WHAT YOU WILL DO ->
For each line of the data below that contains "snapshot", return that line.
-------- WORKING DATA
//! Order Manager - order, fill and position bookkeeping
//!
//! Owns the live order map, finished-order history, per-symbol positions and
//! the trade log. Orders leave the live map on their terminal transition, so a
//! later lookup by id fails with `OrderNotFound`; take a snapshot first.

use chrono::Utc;
use rust_decimal::Decimal;
use std::collections::HashMap;
use tracing::{debug, info};
use uuid::Uuid;

use crate::domain::{Order, OrderRequest, OrderSide, OrderStatus, Position, Trade};
use crate::error::{OrderError, Result, WarMachineError};

#[derive(Debug, Default)]
pub struct OrderManager {
    orders: HashMap<Uuid, Order>,
    order_history: Vec<Order>,
    positions: HashMap<String, Position>,
    trades: Vec<Trade>,
}

impl OrderManager {
    pub fn new() -> Self {
        Self::default()
    }

    /// Validate the request and register a new PENDING order.
    pub fn create_order(&mut self, request: &OrderRequest) -> Result<Order> {
        request.validate()?;

        let order = Order::from_request(request);
        info!(
            order_id = %order.order_id,
            symbol = %order.symbol,
            side = %order.side,
            order_type = %order.order_type,
            quantity = %order.quantity,
            strategy = %order.strategy,
            "Order created"
        );
        self.orders.insert(order.order_id, order.clone());
        Ok(order)
    }

    /// Move an order forward in its lifecycle.
    ///
    /// `None` leaves the filled quantity or average price unchanged. A terminal
    /// status moves the order into history and returns the final snapshot.
    pub fn update_order_status(
        &mut self,
        order_id: Uuid,
        status: OrderStatus,
        filled_quantity: Option<Decimal>,
        average_price: Option<Decimal>,
    ) -> Result<Order> {
        let order = self
            .orders
            .get_mut(&order_id)
            .ok_or(OrderError::NotFound { order_id })?;

        if !order.status.can_transition_to(status) {
            return Err(WarMachineError::InvalidStateTransition {
                from: order.status.to_string(),
                to: status.to_string(),
            });
        }
        if let Some(filled) = filled_quantity {
            if filled < Decimal::ZERO || filled > order.quantity {
                return Err(WarMachineError::Validation(format!(
                    "filled quantity {} outside [0, {}]",
                    filled, order.quantity
                )));
            }
            order.filled_quantity = filled;
        }
        if let Some(avg) = average_price {
            order.average_price = Some(avg);
        }

        debug!(
            order_id = %order_id,
            from = %order.status,
            to = %status,
            "Order status transition"
        );
        order.status = status;
        order.updated_at = Utc::now();

        if status.is_terminal() {
            // presence was checked above
            let finished = self
                .orders
                .remove(&order_id)
                .ok_or(OrderError::NotFound { order_id })?;
            info!(
                order_id = %order_id,
                symbol = %finished.symbol,
                status = %finished.status,
                filled = %finished.filled_quantity,
                "Order finalised"
            );
            self.order_history.push(finished.clone());
            return Ok(finished);
        }

        Ok(order.clone())
    }

    /// Record why an order is about to be rejected or expired.
    pub fn set_reason(&mut self, order_id: Uuid, reason: impl Into<String>) -> Result<()> {
        let order = self
            .orders
            .get_mut(&order_id)
            .ok_or(OrderError::NotFound { order_id })?;
        order.reason = Some(reason.into());
        Ok(())
    }

    /// Bump the pickup counter; returns the new count.
    pub fn record_attempt(&mut self, order_id: Uuid) -> Result<u32> {
        let order = self
            .orders
            .get_mut(&order_id)
            .ok_or(OrderError::NotFound { order_id })?;
        order.attempts += 1;
        Ok(order.attempts)
    }

    /// Book a fill against a live order.
    pub fn add_trade(
        &mut self,
        order_id: Uuid,
        trade_id: Uuid,
        quantity: Decimal,
        price: Decimal,
        commission: Decimal,
    ) -> Result<Trade> {
        let order = self
            .orders
            .get(&order_id)
            .ok_or(OrderError::NotFound { order_id })?;

        let mut trade = Trade::simulated(order, quantity, price);
        trade.trade_id = trade_id;
        trade.commission = commission;
        self.book_trade(trade)
    }

    /// Book an already-built trade. Nothing is recorded if any check fails.
    pub fn book_trade(&mut self, mut trade: Trade) -> Result<Trade> {
        let order_id = trade.order_id;
        let order = self
            .orders
            .get(&order_id)
            .ok_or(OrderError::NotFound { order_id })?;

        if trade.quantity <= Decimal::ZERO || trade.price <= Decimal::ZERO {
            return Err(WarMachineError::Validation(format!(
                "trade quantity and price must be positive, got {} @ {}",
                trade.quantity, trade.price
            )));
        }
        if order.filled_quantity + trade.quantity > order.quantity {
            return Err(OrderError::Overfill {
                order_id,
                quantity: order.quantity,
                filled: order.filled_quantity,
                trade: trade.quantity,
            }
            .into());
        }

        trade.realized_pnl = match trade.side {
            OrderSide::Buy => {
                self.positions
                    .entry(trade.symbol.clone())
                    .or_insert_with(|| Position::new(trade.symbol.clone()))
                    .apply_buy(trade.quantity, trade.price);
                Decimal::ZERO
            }
            OrderSide::Sell => match self.positions.get_mut(&trade.symbol) {
                Some(position) => position.apply_sell(trade.quantity, trade.price)?,
                None => {
                    return Err(OrderError::InsufficientPosition {
                        symbol: trade.symbol.clone(),
                        requested: trade.quantity,
                        held: Decimal::ZERO,
                    }
                    .into());
                }
            },
        };

        if let Some(order) = self.orders.get_mut(&order_id) {
            order.record_fill(trade.quantity, trade.price, trade.commission);
        }

        debug!(
            trade_id = %trade.trade_id,
            order_id = %order_id,
            symbol = %trade.symbol,
            side = %trade.side,
            quantity = %trade.quantity,
            price = %trade.price,
            "Trade booked"
        );
        self.trades.push(trade.clone());
        Ok(trade)
    }

    /// Refresh unrealized P&L for a symbol.
    pub fn mark_to_market(&mut self, symbol: &str, price: Decimal) {
        if let Some(position) = self.positions.get_mut(symbol) {
            position.mark(price);
        }
    }

    // ==================== queries ====================

    /// Live order by id (terminal orders are no longer live)
    pub fn get_order(&self, order_id: Uuid) -> Option<&Order> {
        self.orders.get(&order_id)
    }

    /// Live order, falling back to history
    pub fn find_order(&self, order_id: Uuid) -> Option<&Order> {
        self.orders.get(&order_id).or_else(|| {
            self.order_history
                .iter()
                .rev()
                .find(|o| o.order_id == order_id)
        })
    }

    /// Live orders, optionally filtered by symbol and status
    pub fn get_orders(&self, symbol: Option<&str>, status: Option<OrderStatus>) -> Vec<Order> {
        let mut orders: Vec<Order> = self
            .orders
            .values()
            .filter(|o| matches_filter(o, symbol, status))
            .cloned()
            .collect();
        orders.sort_by_key(|o| o.created_at);
        orders
    }

    /// Finished orders, optionally filtered by symbol and status
    pub fn get_order_history(
        &self,
        symbol: Option<&str>,
        status: Option<OrderStatus>,
    ) -> Vec<Order> {
        self.order_history
            .iter()
            .filter(|o| matches_filter(o, symbol, status))
            .cloned()
            .collect()
    }

    pub fn get_position(&self, symbol: &str) -> Option<&Position> {
        self.positions.get(symbol)
    }

    pub fn get_positions(&self) -> HashMap<String, Position> {
        self.positions.clone()
    }

    pub fn positions(&self) -> &HashMap<String, Position> {
        &self.positions
    }

    pub fn get_trade_history(&self, symbol: Option<&str>) -> Vec<Trade> {
        self.trades
            .iter()
            .filter(|t| symbol.map_or(true, |s| t.symbol == s))
            .cloned()
            .collect()
    }

    pub fn live_count(&self) -> usize {
        self.orders.len()
    }

    pub fn history_count(&self) -> usize {
        self.order_history.len()
    }

    pub fn count_by_status(&self, status: OrderStatus) -> usize {
        self.orders
            .values()
            .chain(self.order_history.iter())
            .filter(|o| o.status == status)
            .count()
    }

    pub fn trade_count(&self) -> usize {
        self.trades.len()
    }

    /// Held quantity for a symbol (zero when no position exists)
    pub fn held_quantity(&self, symbol: &str) -> Decimal {
        self.positions
            .get(symbol)
            .map(|p| p.quantity)
            .unwrap_or(Decimal::ZERO)
    }
}

fn matches_filter(order: &Order, symbol: Option<&str>, status: Option<OrderStatus>) -> bool {
    symbol.map_or(true, |s| order.symbol == s) && status.map_or(true, |st| order.status == st)
}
----------------
RESPONSE BOX ->
//! later lookup by id fails with `OrderNotFound`; take a snapshot first.
    /// status moves the order into history and returns the final snapshot.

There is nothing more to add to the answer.